So wird Frühstück ungenießbar

betr.: „Auf Gewitter folgt Sonnenschein“ (Interview mit Klaus Wowereit), taz vom 24. 11. 03

Groß angekündigt war es ja, das Interview. Leider aber auch sehr enttäuschend: langweilig, wenig spritzig, unkritisch. Wowereit konnte hinlabern, was wir alle schon wussten. „Wir werden noch einmal alle Ausgaben kritisch überprüfen müssen.“ Wirklich alle?

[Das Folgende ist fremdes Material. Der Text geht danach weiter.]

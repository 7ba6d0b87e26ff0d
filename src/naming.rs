//! Deterministic output filenames for extracted frames.
//!
//! A name depends only on the frame ordinal, the optional prefix, and the
//! configured output format. Re-running an extraction therefore produces the
//! same file set, and tests can predict names exactly.

use crate::config::OutputFormat;

/// Derives output filenames for one extraction run.
///
/// - With a prefix (non-empty after trimming whitespace):
///   `{prefix}_{ordinal + 1}.{ext}`, numbered from 1 for human-facing names.
/// - Otherwise: `frame_{ordinal:04}.{ext}`, numbered from 0. Ordinals past
///   9999 simply produce wider numbers.
///
/// # Example
///
/// ```
/// use unanimate::{FrameNamer, OutputFormat};
///
/// let default = FrameNamer::new(None, OutputFormat::Png);
/// assert_eq!(default.name(7), "frame_0007.png");
///
/// let custom = FrameNamer::new(Some(" logo "), OutputFormat::Png);
/// assert_eq!(custom.name(0), "logo_1.png");
/// ```
#[derive(Debug, Clone, PartialEq, Eq)]
pub struct FrameNamer {
    prefix: Option<String>,
    extension: &'static str,
}

impl FrameNamer {
    /// Create a namer. Blank prefixes fall back to the default scheme.
    pub fn new(prefix: Option<&str>, format: OutputFormat) -> Self {
        let prefix = prefix
            .map(str::trim)
            .filter(|prefix| !prefix.is_empty())
            .map(str::to_string);

        Self {
            prefix,
            extension: format.extension(),
        }
    }

    /// Filename for the frame at `ordinal`.
    pub fn name(&self, ordinal: u64) -> String {
        match &self.prefix {
            Some(prefix) => format!("{prefix}_{}.{}", ordinal + 1, self.extension),
            None => format!("frame_{ordinal:04}.{}", self.extension),
        }
    }

    /// The trimmed prefix in use, if any.
    pub fn prefix(&self) -> Option<&str> {
        self.prefix.as_deref()
    }
}
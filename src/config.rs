//! Extraction configuration.
//!
//! [`ExtractionConfig`] is a builder that carries the output format, the
//! descriptor path prefix, progress callbacks, and cancellation tokens into
//! [`ExtractionPipeline`](crate::ExtractionPipeline) and
//! [`ArchiveBuilder`](crate::ArchiveBuilder). Nothing is read from
//! process-wide state, so independent runs can use independent settings.
//!
//! # Example
//!
//! ```no_run
//! use std::sync::Arc;
//!
//! use unanimate::{CancellationToken, ExtractionConfig, OutputFormat};
//!
//! let token = CancellationToken::new();
//! let config = ExtractionConfig::new()
//!     .with_output_format(OutputFormat::Png)
//!     .with_path_prefix("outputs")
//!     .with_cancellation(token.clone())
//!     .with_batch_size(10);
//! ```

use std::fmt::{Debug, Formatter, Result as FmtResult};
use std::sync::Arc;

use image::ImageFormat;

use crate::progress::{CancellationToken, NoOpProgress, ProgressCallback};

/// Still-image format every extracted frame is written in.
///
/// All variants are lossless and keep the alpha channel, so frames with
/// transparency are never flattened.
#[derive(Debug, Clone, Copy, PartialEq, Eq, Default)]
pub enum OutputFormat {
    /// Portable Network Graphics. This is the default.
    #[default]
    Png,
    /// 32-bit Windows bitmap.
    Bmp,
    /// Uncompressed TIFF.
    Tiff,
    /// Quite OK Image format.
    Qoi,
}

impl OutputFormat {
    /// Lowercase canonical file extension, without the dot.
    pub fn extension(self) -> &'static str {
        match self {
            OutputFormat::Png => "png",
            OutputFormat::Bmp => "bmp",
            OutputFormat::Tiff => "tiff",
            OutputFormat::Qoi => "qoi",
        }
    }

    /// Map to the corresponding `image` crate format.
    pub(crate) fn to_image_format(self) -> ImageFormat {
        match self {
            OutputFormat::Png => ImageFormat::Png,
            OutputFormat::Bmp => ImageFormat::Bmp,
            OutputFormat::Tiff => ImageFormat::Tiff,
            OutputFormat::Qoi => ImageFormat::Qoi,
        }
    }
}

/// Configuration for extraction and archive operations.
///
/// All fields have defaults: PNG output, no path prefix, no progress
/// callback, no cancellation, batch size 1.
#[derive(Clone)]
pub struct ExtractionConfig {
    pub(crate) output_format: OutputFormat,
    /// Leading component of every descriptor's `relative_path`.
    pub(crate) path_prefix: Option<String>,
    pub(crate) progress: Arc<dyn ProgressCallback>,
    pub(crate) cancellation: Option<CancellationToken>,
    /// How often to fire the progress callback (every N items).
    pub(crate) batch_size: u64,
}

impl Debug for ExtractionConfig {
    fn fmt(&self, f: &mut Formatter<'_>) -> FmtResult {
        f.debug_struct("ExtractionConfig")
            .field("output_format", &self.output_format)
            .field("path_prefix", &self.path_prefix)
            .field("has_cancellation", &self.cancellation.is_some())
            .field("batch_size", &self.batch_size)
            .finish()
    }
}

impl Default for ExtractionConfig {
    fn default() -> Self {
        Self::new()
    }
}

impl ExtractionConfig {
    /// Create a new configuration with default settings.
    pub fn new() -> Self {
        Self {
            output_format: OutputFormat::default(),
            path_prefix: None,
            progress: Arc::new(NoOpProgress),
            cancellation: None,
            batch_size: 1,
        }
    }

    /// Set the still-image format frames are written in.
    #[must_use]
    pub fn with_output_format(mut self, format: OutputFormat) -> Self {
        self.output_format = format;
        self
    }

    /// Prepend `prefix` to every descriptor's `relative_path`.
    ///
    /// With prefix `outputs` and output directory `static/outputs/run1`,
    /// frame `frame_0000.png` gets the relative path
    /// `outputs/run1/frame_0000.png`. Leading and trailing slashes are
    /// stripped; an empty prefix clears it.
    #[must_use]
    pub fn with_path_prefix(mut self, prefix: impl Into<String>) -> Self {
        let prefix = prefix.into();
        let trimmed = prefix.trim_matches('/');
        self.path_prefix = (!trimmed.is_empty()).then(|| trimmed.to_string());
        self
    }

    /// Attach a progress callback.
    #[must_use]
    pub fn with_progress(mut self, callback: Arc<dyn ProgressCallback>) -> Self {
        self.progress = callback;
        self
    }

    /// Attach a cancellation token, checked before each frame.
    #[must_use]
    pub fn with_cancellation(mut self, token: CancellationToken) -> Self {
        self.cancellation = Some(token);
        self
    }

    /// Set how often the progress callback fires. Clamped to a minimum of 1.
    #[must_use]
    pub fn with_batch_size(mut self, size: u64) -> Self {
        self.batch_size = size.max(1);
        self
    }

    /// The configured output format.
    pub fn output_format(&self) -> OutputFormat {
        self.output_format
    }

    pub(crate) fn is_cancelled(&self) -> bool {
        self.cancellation
            .as_ref()
            .is_some_and(|token| token.is_cancelled())
    }
}
//! Extraction pipeline: decode, name, and write every frame of a container.
//!
//! A run moves through `Opening → Decoding(n) → Completed`, or ends in
//! `Failed` from either of the first two states. A failure after some frames
//! were written leaves those files in place; each frame is a usable image on
//! its own. Nothing is retried.
//!
//! # Example
//!
//! ```no_run
//! use unanimate::{ExtractionConfig, ExtractionPipeline};
//!
//! let pipeline = ExtractionPipeline::new(ExtractionConfig::new().with_path_prefix("outputs"));
//! let result = pipeline.run("upload.gif", "static/outputs/20240101_120000", Some("logo"))?;
//! for frame in result.frames() {
//!     println!("{} -> {}", frame.ordinal(), frame.relative_path());
//! }
//! # Ok::<(), unanimate::UnanimateError>(())
//! ```

use std::{
    path::{Path, PathBuf},
    sync::Arc,
};

use serde_json::{Value, json};

use crate::{
    config::ExtractionConfig,
    decoder::{FrameDecoder, FrameSource, FrameStep},
    error::UnanimateError,
    naming::FrameNamer,
    progress::{OperationType, ProgressTracker},
    storage::{FrameStore, LocalStore},
    writer::{FrameDescriptor, FrameWriter},
};

/// Outcome of a completed extraction run.
///
/// Built once at the end of a run and never modified. `total_frames` always
/// equals `frames().len()`, and frames are in ascending ordinal order.
#[derive(Debug, Clone, PartialEq, Eq)]
pub struct ExtractionResult {
    success: bool,
    total_frames: u64,
    frames: Vec<FrameDescriptor>,
    output_location: PathBuf,
}

impl ExtractionResult {
    fn completed(frames: Vec<FrameDescriptor>, output_location: PathBuf) -> Self {
        Self {
            success: true,
            total_frames: frames.len() as u64,
            frames,
            output_location,
        }
    }

    /// Always `true`: failed runs return an error instead of a result.
    pub fn success(&self) -> bool {
        self.success
    }

    /// Number of frames written.
    pub fn total_frames(&self) -> u64 {
        self.total_frames
    }

    /// Descriptors of the written frames, by ascending ordinal.
    pub fn frames(&self) -> &[FrameDescriptor] {
        &self.frames
    }

    /// Directory the frames were written into.
    pub fn output_location(&self) -> &Path {
        &self.output_location
    }

    /// Consume the result, keeping only the descriptors.
    pub fn into_frames(self) -> Vec<FrameDescriptor> {
        self.frames
    }

    /// JSON envelope in the shape the upload endpoint returns.
    pub fn to_json(&self) -> Value {
        json!({
            "success": self.success,
            "total_frames": self.total_frames,
            "frames": self
                .frames
                .iter()
                .map(|frame| json!({
                    "name": frame.filename(),
                    "path": frame.relative_path(),
                    "index": frame.ordinal(),
                }))
                .collect::<Vec<_>>(),
            "output_dir": self.output_location.to_string_lossy(),
        })
    }
}

/// States of one extraction run.
#[derive(Debug)]
enum ExtractionState {
    Decoding { ordinal: u64 },
    Completed,
    Failed(UnanimateError),
}

/// Runs extractions with a fixed configuration and output store.
///
/// The pipeline holds no per-run state, so one instance can serve many
/// runs, including concurrent runs into distinct output directories.
pub struct ExtractionPipeline {
    config: ExtractionConfig,
    store: Arc<dyn FrameStore>,
}

impl ExtractionPipeline {
    /// Pipeline writing to the local filesystem.
    pub fn new(config: ExtractionConfig) -> Self {
        Self::with_store(config, Arc::new(LocalStore))
    }

    /// Pipeline writing through a custom [`FrameStore`].
    pub fn with_store(config: ExtractionConfig, store: Arc<dyn FrameStore>) -> Self {
        Self { config, store }
    }

    /// The pipeline's configuration.
    pub fn config(&self) -> &ExtractionConfig {
        &self.config
    }

    /// Extract every frame of the container at `input` into `output_dir`.
    ///
    /// # Errors
    ///
    /// - [`UnanimateError::NotFound`] if `input` does not exist.
    /// - [`UnanimateError::DecodeError`] if its header is unreadable; no
    ///   output is created in that case.
    /// - [`UnanimateError::FrameDecodeError`], [`UnanimateError::EncodeError`],
    ///   or [`UnanimateError::IoError`] for a fault partway through; frames
    ///   written before the fault are kept.
    /// - [`UnanimateError::Cancelled`] if the configured token is cancelled.
    pub fn run<P, Q>(
        &self,
        input: P,
        output_dir: Q,
        prefix: Option<&str>,
    ) -> Result<ExtractionResult, UnanimateError>
    where
        P: AsRef<Path>,
        Q: AsRef<Path>,
    {
        let input = input.as_ref();
        log::info!("Processing: {}", input.display());

        // Opening. The decoder is dropped, closing the container, on every
        // path out of this function.
        let mut decoder = FrameDecoder::open(input).inspect_err(|error| {
            log::warn!("Failed to open {}: {error}", input.display());
        })?;
        self.run_source(&mut decoder, output_dir, prefix)
    }

    /// Extract every frame produced by `source` into `output_dir`.
    ///
    /// Errors are as for [`run`](ExtractionPipeline::run), minus the ones
    /// raised while opening a container.
    pub fn run_source<S, Q>(
        &self,
        source: &mut S,
        output_dir: Q,
        prefix: Option<&str>,
    ) -> Result<ExtractionResult, UnanimateError>
    where
        S: FrameSource + ?Sized,
        Q: AsRef<Path>,
    {
        let output_dir = output_dir.as_ref();
        let namer = FrameNamer::new(prefix, self.config.output_format);
        let mut writer = FrameWriter::new(
            self.store.clone(),
            self.config.output_format,
            self.config.path_prefix.clone(),
        );
        let mut tracker = ProgressTracker::new(
            self.config.progress.clone(),
            OperationType::FrameExtraction,
            None,
            self.config.batch_size,
        );
        let mut frames = Vec::new();

        let mut state = ExtractionState::Decoding { ordinal: 0 };
        loop {
            state = match state {
                ExtractionState::Decoding { ordinal } => self.decode_step(
                    source,
                    ordinal,
                    output_dir,
                    &namer,
                    &mut writer,
                    &mut frames,
                    &mut tracker,
                ),
                ExtractionState::Completed => {
                    // A zero-frame container still yields an existing
                    // output directory.
                    writer.ensure_directory(output_dir)?;
                    tracker.finish();
                    let result = ExtractionResult::completed(frames, output_dir.to_path_buf());
                    log::info!(
                        "{} frames extracted to {}",
                        result.total_frames(),
                        output_dir.display()
                    );
                    return Ok(result);
                }
                ExtractionState::Failed(error) => {
                    log::warn!(
                        "Extraction into {} failed after {} frame(s): {error}",
                        output_dir.display(),
                        frames.len()
                    );
                    return Err(error);
                }
            };
        }
    }

    #[allow(clippy::too_many_arguments)]
    fn decode_step<S>(
        &self,
        source: &mut S,
        ordinal: u64,
        output_dir: &Path,
        namer: &FrameNamer,
        writer: &mut FrameWriter,
        frames: &mut Vec<FrameDescriptor>,
        tracker: &mut ProgressTracker,
    ) -> ExtractionState
    where
        S: FrameSource + ?Sized,
    {
        if self.config.is_cancelled() {
            return ExtractionState::Failed(UnanimateError::Cancelled { completed: ordinal });
        }

        let mut frame = match source.next_frame() {
            Ok(FrameStep::Frame(frame)) => frame,
            Ok(FrameStep::EndOfSequence) => return ExtractionState::Completed,
            Err(error) => return ExtractionState::Failed(error),
        };
        // Names and descriptors follow the run's own count.
        frame.ordinal = ordinal;

        let filename = namer.name(ordinal);
        match writer.write(&frame, output_dir, &filename) {
            Ok(descriptor) => {
                frames.push(descriptor);
                tracker.advance(Some(ordinal));
                ExtractionState::Decoding {
                    ordinal: ordinal + 1,
                }
            }
            Err(error) => ExtractionState::Failed(error),
        }
    }
}

/// Extract every frame of `input_path` into `output_dir` as PNG files, on the
/// local filesystem with default settings.
///
/// `frame_prefix` may be empty or blank to use the `frame_0000.png` scheme.
///
/// # Errors
///
/// See [`ExtractionPipeline::run`].
pub fn run_extraction<P, Q>(
    input_path: P,
    output_dir: Q,
    frame_prefix: &str,
) -> Result<ExtractionResult, UnanimateError>
where
    P: AsRef<Path>,
    Q: AsRef<Path>,
{
    ExtractionPipeline::new(ExtractionConfig::new()).run(input_path, output_dir, Some(frame_prefix))
}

Es ist ein MUSS für die taz an dieser Stelle, die jährlichen 300 Millionen Euro im Berliner Haushalt für die Geldanleger der Bankgesellschaft zu hinterfragen. In der Stadt herrscht mehr oder weniger ein Kartell des Schweigens, was die Machenschaften des größten staatlichen Bankenbetrugs Deutschlands betrifft. Die Berliner Medien machen bei diesem Schweigen mehr oder weniger mit. Würde dieser Senat noch existieren, wenn alle Hintergründe des Skandals bekannt wären? […] STEFAN EIDMANN

Mit dieser unkritischen Hofberichterstattung im Kleide eines Interviews aufzuwarten, ist einfach zu billig. Das haben die LeserInnen nicht verdient. Die taz muss ihren Redakteur/innen, in diesem Falle Robin Alexander, mehr als nur die Kost im Sale e Tabacchi für das Interview zahlen – sonst wird das Frühstück ungenießbar.

Wer derart mit kritischen Fragen spart, z. B. wie es dem regierenden Bürgermeister einer rot-roten Koalition möglich ist, Bildung in Grund und Boden zu sparen und gleichzeitig die 70.000 Zeichner von Immobilienfonds durch die Übernahme der Schulden der Berliner Bankgesellschaft mit Milliarden Renditen weiterzufüttern, der hat sich von der Aufgabe der kritischen Meinungsbildung verabschiedet.

Unglaublich, aber wahr: Die taz hat über die Jahre an Biss verloren und ist unversehens zu einer zweiten schnöden Berliner Zeitung geworden. Dass Papier nicht essbar ist, trägt zu der Bitterkeit dieses Umstandes doppelt bei: Sonst würde ich unverhohlen zurückbeißen. ROUVEN OBST

Zum Thema des „Kopftuchverbotes“, das auch im Interview mit Herrn Wowereit angesprochen wird, ergeben sich folgende Fragen: Das Kopftuchverbot wird ja gemeinhin mit kulturellen Aspekten begründet. Was nun, wenn eine Lehrerin christlichen Glaubens das Bedürfnis hat, ein Kopftuch zu tragen? Bekommen christliche Nonnen zukünftig ebenfalls Lehrverbot, und wie wird ein Kopftuch definiert? Ist ein Haarband auch schon ein Verstoß? Welche Fläche des Kopfes darf maximal mit einem Textil bedeckt sein, um die Lehrerlaubnis zu bekommen? Hätte meine gute alte Religionslehrerin von 1985 mit „Dutt“ und Haarnetz womöglich gar nicht unterrichten dürfen? PHILIPP GOTTESLEBEN

Die Redaktion behält sich Abdruck und Kürzen von LeserInnenbriefen vor. Die erscheinenden Briefe geben nicht unbedingt die Meinung der taz wieder.